I think mean squared error might be misleading as it is too low. It seems like we are not learning anything. Lets try R2 square error to see if we are actually alearning anything

## Autoencoder with R2 squared error

In [16]:
from keras import backend as K
def r2_score_(y_true, y_pred):
    #print(y_pred)
    num = K.mean(K.square(y_pred - y_true), axis=-1) 
    denom = K.mean(K.square(y_true - K.mean(y_true)), axis=-1) 
    return (num/denom)

In [18]:
from keras.layers import Input, Dense
from keras.models import Model

x_train = twogramsDF

print(x_train.shape)
decoding_dim = x_train.shape[1]

protein_input = Input(shape=(x_train.shape[1],))

encoded = Dense(encoding_dim, activation='relu',)(protein_input)
decoded = Dense(decoding_dim, activation='sigmoid')(encoded)

autoencoder = Model(input=protein_input, output=decoded)

autoencoder.compile(optimizer='adadelta', loss=r2_score_,metrics=['mean_squared_error'])

print()
print("\t Autoencoder training started: ")

autoencoder.fit(x_train, x_train,
                nb_epoch=n_epochs,
                batch_size=50,
                shuffle=True,validation_split=0.20)

(100000, 400)

	 Autoencoder training started: 
Train on 80000 samples, validate on 20000 samples
Epoch 1/10
Epoch 2/10
Epoch 3/10
Epoch 4/10
Epoch 5/10
Epoch 6/10
Epoch 7/10
Epoch 8/10
Epoch 9/10
Epoch 10/10


<keras.callbacks.History at 0x7f835c420da0>

We can clearly see that we are able to reduce r2 error on both training and validation data.

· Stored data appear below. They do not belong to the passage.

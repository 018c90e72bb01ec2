use axum::{extract::State, Json};
use serde_json::{json, Value};

use crate::error::AppResult;
use crate::middleware::auth::{current_user, AuthUser};
use crate::models::request::RequestStatus;
use crate::models::user::{User, UserPublic};
use crate::AppState;

/// The caller's clubs with the role held in each. Ids left behind by a
/// deleted club are skipped.
async fn my_clubs(state: &AppState, user: &User) -> AppResult<Vec<Value>> {
    let mut clubs = Vec::with_capacity(user.organizations.len());
    for club_id in &user.organizations {
        let Some(club) = state.store.get_club(club_id).await? else {
            continue;
        };
        let membership = state.store.get_membership(club_id, user.id).await?;
        let role = membership
            .as_ref()
            .map(|m| m.role.as_str())
            .or_else(|| club.is_assigned_admin(user.id).then_some("admin"))
            .unwrap_or("member");
        clubs.push(json!({
            "id": club.id,
            "name": club.name,
            "city": club.city,
            "state": club.state,
            "role": role,
            "planId": membership.and_then(|m| m.plan_id),
        }));
    }
    Ok(clubs)
}

pub async fn me(
    State(state): State<AppState>,
    auth: axum::Extension<AuthUser>,
) -> AppResult<Json<Value>> {
    let user = current_user(&state, &auth).await?;
    let clubs = my_clubs(&state, &user).await?;
    Ok(Json(json!({
        "user": UserPublic::from(&user),
        "clubs": clubs,
    })))
}

pub async fn dashboard(
    State(state): State<AppState>,
    auth: axum::Extension<AuthUser>,
) -> AppResult<Json<Value>> {
    let user = current_user(&state, &auth).await?;
    let clubs = my_clubs(&state, &user).await?;

    let join_requests: Vec<_> = state
        .store
        .list_join_requests_by_user(user.id)
        .await?
        .into_iter()
        .filter(|r| r.status == RequestStatus::Pending)
        .collect();
    let lesson_requests: Vec<_> = state
        .store
        .list_lesson_requests_by_user(user.id)
        .await?
        .into_iter()
        .filter(|r| r.status == RequestStatus::Pending)
        .collect();
    let submissions = state.store.list_submissions_by_user(user.id).await?;

    Ok(Json(json!({
        "user": UserPublic::from(&user),
        "clubs": clubs,
        "pendingJoinRequests": join_requests,
        "pendingLessonRequests": lesson_requests,
        "pendingSubmissions": submissions,
    })))
}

Let's increase epochs to see how far we can see the improvements in r2 error

### Epoch set to 50

In [19]:
# Overridden
n_epochs = 50

In [20]:
from keras.layers import Input, Dense
from keras.models import Model

x_train = twogramsDF

print(x_train.shape)
decoding_dim = x_train.shape[1]

protein_input = Input(shape=(x_train.shape[1],))

encoded = Dense(encoding_dim, activation='relu',)(protein_input)
decoded = Dense(decoding_dim, activation='sigmoid')(encoded)

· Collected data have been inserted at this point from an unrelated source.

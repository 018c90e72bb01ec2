use axum::{
    body::Bytes,
    extract::State,
    http::{HeaderMap, StatusCode},
};
use chrono::Utc;
use serde_json::Value;
use uuid::Uuid;

use crate::error::{AppError, AppResult};
use crate::models::plan::{CheckoutGrant, CheckoutOutcome};
use crate::AppState;

fn metadata_uuid(metadata: &Value, key: &str) -> AppResult<Uuid> {
    metadata[key]
        .as_str()
        .and_then(|s| Uuid::parse_str(s).ok())
        .ok_or_else(|| AppError::BadRequest(format!("checkout metadata missing {key}")))
}

fn checkout_grant(session: &Value) -> AppResult<CheckoutGrant> {
    let metadata = &session["metadata"];
    let club_id = metadata["clubId"]
        .as_str()
        .ok_or_else(|| AppError::BadRequest("checkout metadata missing clubId".into()))?;
    Ok(CheckoutGrant {
        club_id: club_id.to_string(),
        user_id: metadata_uuid(metadata, "userId")?,
        plan_id: metadata_uuid(metadata, "planId")?,
    })
}

/// A completed checkout makes the buyer an active member on the plan. The
/// event is only recorded together with the grant, so any failure answers
/// 5xx and leaves Stripe free to redeliver it.
async fn checkout_completed(
    state: &AppState,
    event_id: &str,
    session: &Value,
) -> Result<StatusCode, StatusCode> {
    let grant = match checkout_grant(session) {
        Ok(g) => g,
        Err(e) => {
            // Retrying cannot fix a session we did not create.
            tracing::warn!(%event_id, "Ignoring checkout event: {e}");
            return Ok(StatusCode::OK);
        }
    };

    match state.store.complete_checkout(event_id, &grant, Utc::now()).await {
        Ok(CheckoutOutcome::Granted(_)) => {
            tracing::info!(
                club_id = %grant.club_id,
                user_id = %grant.user_id,
                plan_id = %grant.plan_id,
                "Membership purchased"
            );
            Ok(StatusCode::OK)
        }
        Ok(CheckoutOutcome::Duplicate) => {
            tracing::debug!(%event_id, "Duplicate Stripe event ignored");
            Ok(StatusCode::OK)
        }
        Ok(CheckoutOutcome::Missing) => {
            tracing::error!(
                %event_id,
                club_id = %grant.club_id,
                user_id = %grant.user_id,
                "Checkout for unknown club or user; awaiting redelivery"
            );
            Err(StatusCode::INTERNAL_SERVER_ERROR)
        }
        Err(e) => {
            tracing::error!(%event_id, "Stripe checkout processing failed: {e}");
            Err(StatusCode::INTERNAL_SERVER_ERROR)
        }
    }
}

pub async fn stripe_webhook(
    State(state): State<AppState>,
    headers: HeaderMap,
    body: Bytes,
) -> Result<StatusCode, StatusCode> {
    let Some(stripe) = &state.stripe else {
        return Ok(StatusCode::OK);
    };
    if !stripe.accepts_webhooks() {
        tracing::error!("Stripe webhook received but STRIPE_WEBHOOK_SECRET is not set");
        return Err(StatusCode::SERVICE_UNAVAILABLE);
    }

    let sig = headers
        .get("stripe-signature")
        .and_then(|v| v.to_str().ok())
        .unwrap_or("");
    let event = match stripe.verify_webhook_signature(&body, sig) {
        Ok(e) => e,
        Err(e) => {
            tracing::warn!("Rejected Stripe webhook: {e}");
            return Err(StatusCode::BAD_REQUEST);
        }
    };

    let event_id = event["id"].as_str().unwrap_or("");
    let event_type = event["type"].as_str().unwrap_or("");
    if event_id.is_empty() {
        return Err(StatusCode::BAD_REQUEST);
    }

    let object = &event["data"]["object"];
    if event_type == "checkout.session.completed" {
        return checkout_completed(&state, event_id, object).await;
    }

    // Other events only log, so recording first is enough to drop redeliveries.
    match state.store.record_stripe_event(event_id, event_type).await {
        Ok(true) => {}
        Ok(false) => {
            tracing::debug!(%event_id, "Duplicate Stripe event ignored");
            return Ok(StatusCode::OK);
        }
        Err(e) => {
            tracing::error!(%event_id, "Could not record Stripe event: {e}");
            return Err(StatusCode::INTERNAL_SERVER_ERROR);
        }
    }

    if event_type == "account.updated" {
        tracing::info!(
            account_id = object["id"].as_str().unwrap_or(""),
            charges_enabled = object["charges_enabled"].as_bool().unwrap_or(false),
            payouts_enabled = object["payouts_enabled"].as_bool().unwrap_or(false),
            "Connected account updated"
        );
    }
    Ok(StatusCode::OK)
}
#[derive(Default)]
struct Tables {
    users: HashMap<Uuid, User>,
    submissions: HashMap<Uuid, ClubSubmission>,
    clubs: HashMap<String, Club>,
    memberships: HashMap<(String, Uuid), Membership>,
    courts: HashMap<Uuid, Court>,
    coaches: HashMap<Uuid, Coach>,
    lessons: HashMap<Uuid, GroupLesson>,
    plans: HashMap<Uuid, MembershipPlan>,
    join_requests: HashMap<Uuid, ClubJoinRequest>,
    lesson_requests: HashMap<Uuid, LessonRequest>,
    stripe_events: HashSet<String>,
}

impl Tables {
    /// Applies a membership grant to the user and membership tables. Callers
    /// hold the write lock, so the read-modify-write cannot interleave.
    fn apply_grant(
        &mut self,
        club_id: &str,
        user_id: Uuid,
        role: MemberRole,
        plan_id: Option<Uuid>,
        now: DateTime<Utc>,
    ) -> Option<User> {
        let user = self.users.get(&user_id)?;
        let key = (club_id.to_string(), user_id);
        let mut grant = grant_membership(user, self.memberships.get(&key), club_id, role, now);
        if plan_id.is_some() {
            grant.membership.plan_id = plan_id;
        }

        let user = self.users.get_mut(&user_id)?;
        user.organizations = grant.organizations;
        user.user_type = grant.user_type;
        let updated = user.clone();
        self.memberships.insert(key, grant.membership);
        Some(updated)
    }
}

/// Store kept entirely in process memory. Every operation runs under one
/// lock, which makes multi-record operations atomic.
#[derive(Clone, Default)]
pub struct MemoryStore {
    tables: Arc<RwLock<Tables>>,
}

impl MemoryStore {
    pub fn new() -> Self {
        Self::default()
    }
}

fn by_created<T, F>(mut items: Vec<T>, key: F) -> Vec<T>
where
    F: Fn(&T) -> DateTime<Utc>,
{
    items.sort_by_key(|item| key(item));
    items
}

autoencoder = Model(input=protein_input, output=decoded)

autoencoder.compile(optimizer='adadelta', loss=r2_score_,metrics=['mean_squared_error'])

print()
print("\t Autoencoder training started: ")

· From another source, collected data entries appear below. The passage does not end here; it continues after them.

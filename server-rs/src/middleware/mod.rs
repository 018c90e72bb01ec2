pub mod admin;
pub mod auth;
pub mod rate_limit;

pub use admin::*;
pub use auth::*;
pub use rate_limit::*;
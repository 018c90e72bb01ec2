use chrono::{DateTime, Utc};
use serde::{Deserialize, Serialize};
use uuid::Uuid;

use crate::services::membership::deserialize_organizations;

/// Account role. `Courtly` is platform staff; `Admin` manages one or more
/// clubs; `Member` is everyone else.
#[derive(Debug, Clone, Copy, PartialEq, Eq, Hash, Serialize, Deserialize)]
#[serde(rename_all = "lowercase")]
pub enum UserType {
    Member,
    Admin,
    Courtly,
}

impl UserType {
    pub fn as_str(&self) -> &'static str {
        match self {
            UserType::Member => "member",
            UserType::Admin => "admin",
            UserType::Courtly => "courtly",
        }
    }

    pub fn parse(s: &str) -> Option<Self> {
        match s.trim().to_lowercase().as_str() {
            "member" => Some(UserType::Member),
            "admin" => Some(UserType::Admin),
            "courtly" => Some(UserType::Courtly),
            _ => None,
        }
    }

    pub fn is_staff(&self) -> bool {
        matches!(self, UserType::Courtly)
    }

    /// Role after being granted management of a club. Only plain members are
    /// promoted; admins and staff keep what they have.
    pub fn after_club_grant(self) -> Self {
        match self {
            UserType::Member => UserType::Admin,
            other => other,
        }
    }
}

impl std::fmt::Display for UserType {
    fn fmt(&self, f: &mut std::fmt::Formatter<'_>) -> std::fmt::Result {
        f.write_str(self.as_str())
    }
}

#[derive(Debug, Clone, Serialize, Deserialize)]
pub struct User {
    pub id: Uuid,
    #[serde(rename = "fullName")]
    pub full_name: String,
    pub email: String,
    #[serde(skip_serializing, default)]
    pub password_hash: Option<String>,
    #[serde(rename = "userType")]
    pub user_type: UserType,
    /// Ids of the clubs this user belongs to, in the order they were joined.
    pub organizations: Vec<String>,
    #[serde(rename = "createdAt")]
    pub created_at: DateTime<Utc>,
}

impl User {
    pub fn new(full_name: &str, email: &str, password_hash: Option<String>) -> Self {
        Self {
            id: Uuid::new_v4(),
            full_name: full_name.trim().to_string(),
            email: normalize_email(email),
            password_hash,
            user_type: UserType::Member,
            organizations: Vec::new(),
            created_at: Utc::now(),
        }
    }

    pub fn belongs_to(&self, club_id: &str) -> bool {
        self.organizations.iter().any(|id| id == club_id)
    }
}

pub fn normalize_email(email: &str) -> String {
    email.trim().to_lowercase()
}

/// A user document as exported from the legacy document store. `organization`
/// is either a bare id or a list of ids depending on which code path last
/// wrote it.
#[derive(Debug, Clone, Deserialize)]
pub struct LegacyUserDocument {
    pub email: String,
    #[serde(rename = "fullName", alias = "name", default)]
    pub full_name: Option<String>,
    #[serde(rename = "userType", default)]
    pub user_type: Option<String>,
    #[serde(
        rename = "organization",
        alias = "organizations",
        default,
        deserialize_with = "deserialize_organizations"
    )]
    pub organizations: Vec<String>,
}

#[derive(Debug, Deserialize)]
pub struct RegisterRequest {
    pub email: String,
    pub password: String,
    #[serde(rename = "fullName")]
    pub full_name: String,
}

#[derive(Debug, Deserialize)]
pub struct LoginRequest {
    pub email: String,
    pub password: String,
}

#[derive(Debug, Deserialize)]
pub struct RefreshRequest {
    #[serde(rename = "refreshToken")]
    pub refresh_token: String,
}

#[derive(Debug, Serialize)]
pub struct UserPublic {
    pub id: Uuid,
    #[serde(rename = "fullName")]
    pub full_name: String,
    pub email: String,
    #[serde(rename = "userType")]
    pub user_type: UserType,
    pub organizations: Vec<String>,
}

impl From<&User> for UserPublic {
    fn from(u: &User) -> Self {
        Self {
            id: u.id,
            full_name: u.full_name.clone(),
            email: u.email.clone(),
            user_type: u.user_type,
            organizations: u.organizations.clone(),
        }
    }
}

#[cfg(test)]
mod tests {
    use super::*;

    #[test]
    fn only_members_are_promoted() {
        assert_eq!(UserType::Member.after_club_grant(), UserType::Admin);
        assert_eq!(UserType::Admin.after_club_grant(), UserType::Admin);
        assert_eq!(UserType::Courtly.after_club_grant(), UserType::Courtly);
    }

    #[test]
    fn user_type_round_trips_through_text() {
        for t in [UserType::Member, UserType::Admin, UserType::Courtly] {
            assert_eq!(UserType::parse(t.as_str()), Some(t));
        }
        assert_eq!(UserType::parse(" Courtly "), Some(UserType::Courtly));
        assert_eq!(UserType::parse("owner"), None);
    }

    #[test]
    fn new_users_are_members_with_normalized_email() {
        let user = User::new(" Ada Lovelace ", " Ada@Example.COM ", None);
        assert_eq!(user.full_name, "Ada Lovelace");
        assert_eq!(user.email, "ada@example.com");
        assert_eq!(user.user_type, UserType::Member);
        assert!(user.organizations.is_empty());
    }

    #[test]
    fn password_hash_is_never_serialized() {
        let user = User::new("Ada", "ada@example.com", Some("secret-hash".into()));
        let json = serde_json::to_value(&user).unwrap();
        assert!(json.get("password_hash").is_none());
        assert!(json.get("passwordHash").is_none());
        assert_eq!(json["userType"], "member");
    }
}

autoencoder.fit(x_train, x_train,
                nb_epoch=n_epochs,
                batch_size=50,
                shuffle=True,validation_split=0.20)

(100000, 400)

	 Autoencoder training started: 
Train on 80000 samples, validate on 20000 samples
Epoch 1/50
Epoch 2/50
Epoch 3/50
Epoch 4/50
Epoch 5/50
Epoch 6/50
Epoch 7/50
Epoch 8/50
Epoch 9/50
Epoch 10/50
Epoch 11/50
Epoch 12/50
Epoch 13/50
Epoch 14/50
Epoch 15/50
Epoch 16/50
Epoch 17/50
Epoch 18/50
Epoch 19/50
Epoch 20/50
Epoch 21/50
Epoch 22/50
Epoch 23/50
Epoch 24/50
Epoch 25/50
Epoch 26/50
Epoch 27/50
Epoch 28/50
Epoch 29/50
Epoch 30/50
Epoch 31/50
Epoch 32/50
Epoch 33/50
Epoch 34/50
Epoch 35/50
Epoch 36/50
Epoch 37/50
Epoch 38/50
Epoch 39/50
Epoch 40/50
Epoch 41/50
Epoch 42/50
Epoch 43/50
Epoch 44/50
Epoch 45/50
Epoch 46/50
Epoch 47/50
Epoch 48/50
Epoch 49/50
Epoch 50/50


<keras.callbacks.History at 0x7f835c21bef0>

We are able to reduce R2 error to almost half. Similary I have tested autoencoders on 3,4,5 gram models. On higher gram models its performance is not good. I will try to use deep auto encoders to see if performance improves.